Data manipulation software¶

1. Spreadsheet limitations¶

In the field of heritage science, the most common way to manipulate numerical data involves the use of spreadsheet environment such as Excel or Libre Office. In most cases, it is a perfect solution fullfilling the needs of the users. However, the use of spreadsheets for manipulating microfading data can quickly lead to several challenges and limitations:

The first limitation dealt with the scalability. While a spreadsheet can easily handle small datasets, it becomes more difficult when the amount and complexity of the data significantly increase.
Another issue is about task automation, which is hardly possible with a spreadsheet, where the file measurements can only be processed individually. One can have a template spreadsheet that can be re-use, but every time the raw data will need to be copied and pasted into the spreadsheet.
Complex calculations can be quite cumbersome to perform with spreadsheet software. For example, difficulty in computing the CIEDE2000 equation forces some users to keep using the \(L^*a^*b^*\) CIE 1976 equation which is less accurate than recent equations.
The visualization provided by most spreasheet software is often of low quality. Complex figures or imaged-related visualizations complying with the recommendations provided by Edward Tufte is hardly possible in Excel or Libre Office. The ability to visualize our microfading data in a very intuitive way is a crucial aspect for us.
Difficulty of doing version control with spreadsheets.
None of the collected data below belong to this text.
//! Message-stream rewriting.
//!
//! [`PlanMutator`] lazily applies a [`MsgMutator`] to every message of a
//! plan. A mutator may forward a message unchanged, replace it, or surround it
//! with inserted messages; it never sees messages out of order.

use std::collections::VecDeque;
use std::iter::FusedIterator;

use super::msg::Msg;
use crate::error::PlanResult;

/// Rewrites one message into the messages that replace it.
pub trait MsgMutator {
    /// Messages to emit in place of `msg`, in order.
    fn mutate(&mut self, msg: Msg) -> PlanResult<Vec<Msg>>;
}

impl<F> MsgMutator for F
where
    F: FnMut(Msg) -> PlanResult<Vec<Msg>>,
{
    fn mutate(&mut self, msg: Msg) -> PlanResult<Vec<Msg>> {
        self(msg)
    }
}

/// Iterator over a plan rewritten by a [`MsgMutator`].
///
/// Yields `Err` at most once; the iterator ends after it.
#[derive(Debug)]
pub struct PlanMutator<I, M> {
    plan: I,
    mutator: M,
    pending: VecDeque<Msg>,
    failed: bool,
}

impl<I, M> PlanMutator<I, M>
where
    I: Iterator<Item = Msg>,
    M: MsgMutator,
{
    /// Rewrite `plan` with `mutator`.
    pub fn new(plan: I, mutator: M) -> Self {
        Self {
            plan,
            mutator,
            pending: VecDeque::new(),
            failed: false,
        }
    }

    /// The mutator, for inspecting its state.
    pub fn mutator(&self) -> &M {
        &self.mutator
    }
}

impl<I, M> Iterator for PlanMutator<I, M>
where
    I: Iterator<Item = Msg>,
    M: MsgMutator,
{
    type Item = PlanResult<Msg>;

    fn next(&mut self) -> Option<Self::Item> {
        loop {
            if self.failed {
                return None;
            }
            if let Some(msg) = self.pending.pop_front() {
                return Some(Ok(msg));
            }

            let msg = self.plan.next()?;
            match self.mutator.mutate(msg) {
                Ok(replacement) => self.pending.extend(replacement),
                Err(e) => {
                    self.failed = true;
                    return Some(Err(e));
                }
            }
        }
    }
}

impl<I, M> FusedIterator for PlanMutator<I, M>
where
    I: Iterator<Item = Msg>,
    M: MsgMutator,
{
}

/// Rewrite `plan` with `mutator`.
pub fn plan_mutator<P, M>(plan: P, mutator: M) -> PlanMutator<P::IntoIter, M>
where
    P: IntoIterator<Item = Msg>,
    M: MsgMutator,
{
    PlanMutator::new(plan.into_iter(), mutator)
}

#[cfg(test)]
mod tests {
    use super::*;
    use crate::error::PlanError;
    use crate::plan::msg::{Command, DeviceRef};
    use crate::plan::stubs;

    #[test]
    fn test_identity_passes_through() {
        let det = DeviceRef::new("det");
        let plan = stubs::count(&[det], 2);
        let out: Vec<Msg> = plan_mutator(plan.clone(), |msg: Msg| Ok(vec![msg]))
            .collect::<PlanResult<_>>()
            .unwrap();
        assert_eq!(out, plan);
    }

    #[test]
    fn test_insert_and_drop() {
        let det = DeviceRef::new("det");
        let plan = vec![stubs::checkpoint(), stubs::read(&det), stubs::save()];
        let out: Vec<Command> = plan_mutator(plan, |msg: Msg| {
            Ok(match msg.command {
                Command::Checkpoint => vec![],
                Command::Read => vec![stubs::create("primary"), msg],
                _ => vec![msg],
            })
        })
        .map(|m| m.map(|m| m.command))
        .collect::<PlanResult<_>>()
        .unwrap();
        assert_eq!(out, vec![Command::Create, Command::Read, Command::Save]);
    }

    #[test]
    fn test_error_ends_stream() {
        let plan = vec![stubs::checkpoint(), stubs::save(), stubs::checkpoint()];
        let mut mutated = plan_mutator(plan, |msg: Msg| {
            if msg.command == Command::Save {
                Err(PlanError::MisconfiguredScan("boom".to_string()))
            } else {
                Ok(vec![msg])
            }
        });

        assert!(matches!(mutated.next(), Some(Ok(_))));
        assert!(matches!(mutated.next(), Some(Err(PlanError::MisconfiguredScan(_)))));
        assert!(mutated.next().is_none());
        assert!(mutated.next().is_none());
    }
}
The possibility to build a tool that you can improve over time and keep tracks of changes is a fundamental aspects of research and science.

2. Jupyter notebooks¶

In the data science field, the use of Python and Jupyter notebooks has become very popular. It can handle large amount of data and can easily perform version control and automation tasks. There are a huge diversity of Python libraries, allowing users to perform completely different tasks while staying in the same environment. For example, a spreadsheet can easily handle numerical data, but is not very adequate for images. Inside a Jupyter notebook, I can process numerical data, then create visualizations, and apply the outcomes to create a digital reconstruction of the object. Spreadsheets and notebooks have both pros and cons. We cannot say that one is better than the other, but rather that based on your needs and objectives, one would be more adequate than the others. View them as complementory rather than opposite tools.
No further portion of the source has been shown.